TASK TO COMPLETE -
The task calls for each line of the records below in which the word "QuoteSummaryModule" appears.

==========

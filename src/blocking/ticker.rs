use std::sync::OnceLock;

use serde_json::Value;

use super::{ClientLease, ClientRegistry, YfClient};
use crate::core::{
    CacheMode, ChartQuery, Frequency, QuoteSummaryModule, Statement, YfError, timeseries,
};
use crate::ticker::envelope::{self, summary_accessors};

/// Blocking counterpart of [`crate::Ticker`].
#[derive(Debug)]
pub struct Ticker {
    symbol: String,
    registry: ClientRegistry,
    lease: OnceLock<ClientLease>,
    cache_mode: CacheMode,
}

impl Ticker {
    /// Ticker backed by the process-wide blocking registry.
    pub fn new(symbol: impl Into<String>) -> Self {
        Self::with_registry(ClientRegistry::global(), symbol)
    }

    /// Ticker backed by `registry`.
    pub fn with_registry(registry: &ClientRegistry, symbol: impl Into<String>) -> Self {
        Self {
            symbol: symbol.into(),
            registry: registry.clone(),
            lease: OnceLock::new(),
            cache_mode: CacheMode::Use,
        }
    }

    /// Sets the cache mode for all subsequent API calls made by this `Ticker` instance.
    #[must_use]
    pub const fn cache_mode(mut self, mode: CacheMode) -> Self {
        self.cache_mode = mode;
        self
    }

    /// The symbol this ticker queries.
    #[must_use]
    pub fn symbol(&self) -> &str {
        &self.symbol
    }

    /// Whether this ticker currently holds a lease.
    #[must_use]
    pub fn is_attached(&self) -> bool {
        self.lease.get().is_some()
    }

    /// Give the client lease back. Idempotent; a later request takes a new lease.
    pub fn close(&mut self) {
        if let Some(lease) = self.lease.take() {
            lease.release();
        }
    }

    fn client(&self) -> &YfClient {
        self.lease.get_or_init(|| self.registry.acquire())
    }

    /// Price bars and events.
    ///
    /// # Errors
    ///
    /// Returns an error if the request fails or the response has no chart result.
    pub fn chart(&self, query: &ChartQuery) -> Result<Value, YfError> {
        let body = self.client().get_chart(&self.symbol, query, self.cache_mode)?;
        envelope::take(body, envelope::CHART)
    }

    /// Latest quote.
    ///
    /// # Errors
    ///
    /// Returns an error if the request fails or the symbol is unknown.
    pub fn quote(&self, include_pre_post: Option<bool>) -> Result<Value, YfError> {
        let body = self
            .client()
            .get_quote(&self.symbol, include_pre_post, self.cache_mode)?;
        envelope::take(body, envelope::QUOTE)
    }

    /// Instrument type, exchange and names.
    ///
    /// # Errors
    ///
    /// Returns an error if the request fails or the symbol is unknown.
    pub fn quote_type(&self) -> Result<Value, YfError> {
        let body = self.client().get_quote_type(&self.symbol, self.cache_mode)?;
        envelope::take(body, envelope::QUOTE_TYPE)
    }

    /// The given `quoteSummary` modules; all modules when `modules` is empty.
    ///
    /// # Errors
    ///
    /// Returns an error if the request fails or the symbol is unknown.
    pub fn quote_summary(&self, modules: &[QuoteSummaryModule]) -> Result<Value, YfError> {
        let modules = if modules.is_empty() {
            QuoteSummaryModule::ALL
        } else {
            modules
        };
        let body = self
            .client()
            .get_quote_summary(&self.symbol, modules, self.cache_mode)?;
        envelope::take(body, envelope::QUOTE_SUMMARY)
    }

    /// A single `quoteSummary` module, list-wrapping modules unwrapped.
    ///
    /// # Errors
    ///
    /// Returns an error if the request fails or the module is absent.
    pub fn quote_summary_module(&self, module: QuoteSummaryModule) -> Result<Value, YfError> {
        let body = self
            .client()
            .get_quote_summary(&self.symbol, &[module], self.cache_mode)?;
        envelope::summary_module(body, module)
    }

    /// Income statement timeseries.
    ///
    /// # Errors
    ///
    /// Returns an error if the request fails.
    pub fn income_statement(
        &self,
        frequency: Frequency,
        period1: Option<i64>,
        period2: Option<i64>,
    ) -> Result<Vec<Value>, YfError> {
        self.statement(Statement::IncomeStatement, frequency, period1, period2)
    }

    /// Balance sheet timeseries.
    ///
    /// # Errors
    ///
    /// [`YfError::InvalidParams`] for [`Frequency::Trailing`], otherwise any
    /// request error.
    pub fn balance_sheet(
        &self,
        frequency: Frequency,
        period1: Option<i64>,
        period2: Option<i64>,
    ) -> Result<Vec<Value>, YfError> {
        self.statement(Statement::BalanceSheet, frequency, period1, period2)
    }

    /// Cash flow timeseries.
    ///
    /// # Errors
    ///
    /// Returns an error if the request fails.
    pub fn cash_flow(
        &self,
        frequency: Frequency,
        period1: Option<i64>,
        period2: Option<i64>,
    ) -> Result<Vec<Value>, YfError> {
        self.statement(Statement::CashFlow, frequency, period1, period2)
    }

    /// Any of the three statements.
    ///
    /// # Errors
    ///
    /// [`YfError::InvalidParams`] for a trailing balance sheet, otherwise any
    /// request error.
    pub fn statement(
        &self,
        statement: Statement,
        frequency: Frequency,
        period1: Option<i64>,
        period2: Option<i64>,
    ) -> Result<Vec<Value>, YfError> {
        let types = timeseries::statement_types(frequency, statement)?;
        let body =
            self.client()
                .get_timeseries(&self.symbol, &types, period1, period2, self.cache_mode)?;
        envelope::take_list(body, envelope::TIMESERIES)
    }

    /// Option chain for the nearest expiry.
    ///
    /// # Errors
    ///
    /// Returns an error if the request fails or there is no chain.
    pub fn options(&self) -> Result<Value, YfError> {
        let body = self.client().get_options(&self.symbol, self.cache_mode)?;
        envelope::take(body, envelope::OPTIONS)
    }

    /// Search results for the symbol, as returned.
    ///
    /// # Errors
    ///
    /// Returns an error if the request fails.
    pub fn search(&self) -> Result<Value, YfError> {
        self.client().get_search(&self.symbol, self.cache_mode)
    }

    /// Similar symbols.
    ///
    /// # Errors
    ///
    /// Returns an error if the request fails or the result is absent.
    pub fn recommendations(&self) -> Result<Value, YfError> {
        let body = self
            .client()
            .get_recommendations(&self.symbol, self.cache_mode)?;
        envelope::take(body, envelope::FINANCE)
    }

    /// Technical and valuation insights.
    ///
    /// # Errors
    ///
    /// Returns an error if the request fails or the result is absent.
    pub fn insights(&self) -> Result<Value, YfError> {
        let body = self.client().get_insights(&self.symbol, self.cache_mode)?;
        envelope::take(body, envelope::FINANCE)
    }

    /// Analyst ratings, as returned.
    ///
    /// # Errors
    ///
    /// Returns an error if the request fails.
    pub fn ratings(&self) -> Result<Value, YfError> {
        self.client().get_ratings(&self.symbol, self.cache_mode)
    }
}

macro_rules! blocking_summary_accessors {
    ($( $name:ident => $module:ident ),* $(,)?) => {
        impl Ticker {
            $(
                #[doc = concat!("The [`QuoteSummaryModule::", stringify!($module), "`] module.")]
                ///
                /// # Errors
                ///
                /// Returns an error if the request fails or the module is absent.
                pub fn $name(&self) -> Result<Value, YfError> {
                    self.quote_summary_module(QuoteSummaryModule::$module)
                }
            )*
        }
    };
}
summary_accessors!(blocking_summary_accessors);
use thiserror::Error;

/// The primary error type for all fallible operations in this crate.
#[derive(Debug, Error)]
pub enum YfError {
    /// A transport-level failure that was not classified as retryable.
    #[error("HTTP error: {0}")]
    Http(#[from] reqwest::Error),

    /// The server returned a non-success status that is not worth retrying.
    #[error("Unexpected response status: {status} at {url}")]
    Status {
        /// The HTTP status code.
        status: u16,
        /// The requested URL, with the crumb redacted.
        url: String,
    },

    /// Every attempt allowed by the retry budget failed with a retryable error.
    #[error("All {attempts} requests failed.")]
    RetriesExhausted {
        /// Total number of attempts that were made.
        attempts: u32,
        /// Status of the last attempt, or `None` if it timed out.
        last_status: Option<u16>,
    },

    /// The crumb endpoint answered with something that is not a crumb.
    #[error("Authentication error: {0}")]
    Auth(String),

    /// A parameter was rejected before any request was sent.
    #[error("Invalid parameters: {0}")]
    InvalidParams(String),

    /// The response did not contain the expected envelope.
    #[error("Missing data in response: {0}")]
    MissingData(String),

    /// A response body could not be decoded as JSON.
    #[error("JSON parsing error: {0}")]
    Json(#[from] serde_json::Error),

    /// A provided URL could not be parsed.
    #[error("Invalid URL: {0}")]
    Url(#[from] url::ParseError),
}

impl YfError {
    /// Returns `true` for the HTTP error kind: transport failures, permanent
    /// status errors and exhausted retries.
    #[must_use]
    pub const fn is_http(&self) -> bool {
        matches!(
            self,
            Self::Http(_) | Self::Status { .. } | Self::RetriesExhausted { .. }
        )
    }

    /// The HTTP status carried by this error, if any.
    #[must_use]
    pub fn status(&self) -> Option<u16> {
        match self {
            Self::Status { status, .. } => Some(*status),
            Self::RetriesExhausted { last_status, .. } => *last_status,
            Self::Http(e) => e.status().map(|s| s.as_u16()),
            _ => None,
        }
    }
}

==========

OUTPUT FOR THIS EXERCISE -
    CacheMode, ChartQuery, Frequency, QuoteSummaryModule, Statement, YfError, timeseries,
    pub fn quote_summary(&self, modules: &[QuoteSummaryModule]) -> Result<Value, YfError> {
            QuoteSummaryModule::ALL
    pub fn quote_summary_module(&self, module: QuoteSummaryModule) -> Result<Value, YfError> {
                #[doc = concat!("The [`QuoteSummaryModule::", stringify!($module), "`] module.")]
                    self.quote_summary_module(QuoteSummaryModule::$module)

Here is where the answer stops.